MACON, GA (11/22/2011)(readMedia)-- Mercer University honored Brady Banks, of Nashville, Tenn., with the 2011 Thomas Sewell Plunkett Young Alumnus Award on Nov. 12 during the University's Homecoming celebration. The award is given to an alumnus or alumna of Mercer who graduated within the last 10 years and has demonstrated continued support of the Alumni Association and the University through the contribution of time, talents and financial resources.

Banks became one of the youngest people to ever serve on the Metro Council of Nashville and Davidson County when he was elected Sept. 15. He is currently the director of outreach for the state's Books from Birth Foundation and leads projects to sustain Imagination Library programs in all 96 Tennessee counties.

Banks has also been the vice chair of the mayor's anti-poverty initiatives, co-chair of the mayor's Housing Fair and has been a member on the mayor's Creating Livable Communities Task Force. Banks has worked as director of the mayor's Office of Neighborhoods, which helps local government respond to community needs. He was responsible for writing a proposal to help make residential and commercial buildings in Nashville more energy efficient by partnering with the Southeast Energy Efficiency Alliance and receiving a quarter million dollar grant for the city.

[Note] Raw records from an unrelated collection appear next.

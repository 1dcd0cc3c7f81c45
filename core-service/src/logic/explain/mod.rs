//! Explain Module - Attribution ranking
//!
//! Turns raw per-feature contributions into a ranked, described view.

pub mod ranker;
pub mod types;

pub use ranker::{describe, explain, rank};
pub use types::{AttributionMap, Explanation, RankedAttribution};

Banks is a Nashville Emerging Leader alumnus and was a recipient of a Dartmouth College Tuck School of Business Nonprofit Bridge Program fellowship. He graduated from Mercer's College of Liberal Arts in 2001 and attended Harvard Divinity School, where he earned a Master of Divinity in religion and public policy.

About Mercer University:

Founded in 1833, Mercer University is a dynamic and comprehensive center of undergraduate, graduate and professional education. The University enrolls more than 8,300 students in 11 schools and colleges – liberal arts, law, pharmacy, medicine, business, engineering, education, theology, music, nursing and continuing and professional studies – on major campuses in Macon, Atlanta and Savannah and at three regional academic centers across the state. Mercer is affiliated with two teaching hospitals - Memorial University Medical Center in Savannah and the Medical Center of Central Georgia in Macon, and has educational partnerships with Warner Robins Air Logistics Center in Warner Robins and Piedmont Healthcare in Atlanta. The University operates an academic press and a performing arts center in Macon and an engineering research center in Warner Robins. Mercer is the only private university in Georgia to field an NCAA Division I athletic program. For more information, visit www.mercer.edu.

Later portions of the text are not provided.